TEDxStanford speaker Allison Okamu experiments with a haptic-enhanced medical device (Photo: MedicineWorld.org)
We all know the sense of touch is important. So what do we do when it’s gone? When soldiers use mine-deactivating robots, when doctors operate surgical robots, their sense of touch is lost to these devices. How do you tie a suture tight, but not so tight that it breaks when you can’t feel the give and take of the thread? How do you know how much pressure to apply to a material when you cannot feel the material’s reaction?
You go by sight. But sight only gives you so much, says Stanford University researcher Allison Okamura. In her talk at TEDxStanford, Okamura explains how she and her team at the CHARM (Collaborative Haptics and Robotics in Medicine) Lab are working to create devices that can not just register touch from a user, but also can simulate touch in return.

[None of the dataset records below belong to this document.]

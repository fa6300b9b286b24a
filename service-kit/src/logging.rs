//! Structured logging setup.
//!
//! Services pick a [`Severity`] from the `LOG_SEVERITY` parameter and install
//! a `tracing` subscriber once at startup.

use std::fmt;
use std::str::FromStr;

use tracing_subscriber::{EnvFilter, layer::SubscriberExt, util::SubscriberInitExt};

/// Log severity accepted by the `LOG_SEVERITY` parameter.
#[derive(Debug, Clone, Copy, Default, PartialEq, Eq, Hash)]
pub enum Severity {
    /// Everything, including request-level diagnostics
    Debug,
    /// Lifecycle events and warnings
    #[default]
    Info,
    /// Errors only
    Error,
}

impl Severity {
    /// Canonical upper-case name.
    #[must_use]
    pub const fn as_str(self) -> &'static str {
        match self {
            Self::Debug => "DEBUG",
            Self::Info => "INFO",
            Self::Error => "ERROR",
        }
    }

    /// `EnvFilter` directive for this severity.
    #[must_use]
    pub const fn filter_directive(self) -> &'static str {
        match self {
            Self::Debug => "debug",
            Self::Info => "info",
            Self::Error => "error",
        }
    }
}

impl fmt::Display for Severity {
    fn fmt(&self, f: &mut fmt::Formatter<'_>) -> fmt::Result {
        f.write_str(self.as_str())
    }
}

/// Unknown severity name.
#[derive(Debug, Clone, PartialEq, Eq, thiserror::Error)]
#[error("unknown log severity ({0})")]
pub struct UnknownSeverity(pub String);

impl FromStr for Severity {
    type Err = UnknownSeverity;

    fn from_str(s: &str) -> Result<Self, Self::Err> {
        match s {
            "DEBUG" => Ok(Self::Debug),
            "INFO" => Ok(Self::Info),
            "ERROR" => Ok(Self::Error),
            other => Err(UnknownSeverity(other.to_string())),
        }
    }
}

/// Logging configuration.
#[derive(Debug, Clone)]
pub struct LoggingConfig {
    /// Service name attached to the startup event
    pub service_name: String,
    /// Minimum severity
    pub severity: Severity,
    /// Whether to output JSON format
    pub json_output: bool,
}

impl Default for LoggingConfig {
    fn default() -> Self {
        Self {
            service_name: "backend-service".to_string(),
            severity: Severity::Info,
            json_output: false,
        }
    }
}

impl LoggingConfig {
    /// Create config with custom service name.
    #[must_use]
    pub fn with_service_name(mut self, name: impl Into<String>) -> Self {
        self.service_name = name.into();
        self
    }

    /// Create config with custom severity.
    #[must_use]
    pub const fn with_severity(mut self, severity: Severity) -> Self {
        self.severity = severity;
        self
    }

    /// Enable JSON output.
    #[must_use]
    pub const fn with_json_output(mut self) -> Self {
        self.json_output = true;
        self
    }

    /// Filter used when `RUST_LOG` is not set.
    #[must_use]
    pub fn env_filter(&self) -> EnvFilter {
        EnvFilter::try_from_default_env()
            .unwrap_or_else(|_| EnvFilter::new(self.severity.filter_directive()))
    }
}

/// Initialize logging with the given configuration.
///
/// Installs the global subscriber; call once at startup. A second call is a
/// no-op because the global subscriber is already set.
pub fn init_logging(config: &LoggingConfig) {
    let filter = config.env_filter();

    let installed = if config.json_output {
        tracing_subscriber::registry()
            .with(filter)
            .with(tracing_subscriber::fmt::layer().json())
            .try_init()
    } else {
        tracing_subscriber::registry()
            .with(filter)
            .with(tracing_subscriber::fmt::layer())
            .try_init()
    };

    if installed.is_ok() {
        tracing::info!(
            service = %config.service_name,
            severity = %config.severity,
            "Logging initialized"
        );
    }
}

/// Render a startup failure the way operators expect to find it in stderr.
#[must_use]
pub fn format_startup_error(err: &dyn std::error::Error) -> String {
    let separator = "*".repeat(80);
    let mut chain = String::new();
    let mut source = err.source();
    while let Some(cause) = source {
        chain.push_str("caused by: ");
        chain.push_str(&cause.to_string());
        chain.push('\n');
        source = cause.source();
    }

    format!(
        "\n{separator}\nunable to start the application due to:\n{err}\n{separator}\n{chain}"
    )
}

/// Log a startup failure and print it framed to stderr.
pub fn report_startup_error(err: &dyn std::error::Error) {
    tracing::error!(error = %err, "Startup failed");
    eprint!("{}", format_startup_error(err));
}

/// Report a startup failure and exit with status 1.
pub fn exit_on_startup_error(err: &dyn std::error::Error) -> ! {
    report_startup_error(err);
    std::process::exit(1)
}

"We try to come up with [clever] techniques to fool the user into feeling something that isn’t really there," she says in her talk. This becomes particularly useful when dealing with the medical world, where human-controlled robots are often used to make surgical procedures less invasive and more accurate. “They [surgical robots] are not autonomous robots,” Allison says. “It is important because of the dangerousness and complexity of these tasks that there be a human in the loop. But the human can do a better job if they get the sense of touch feedback.”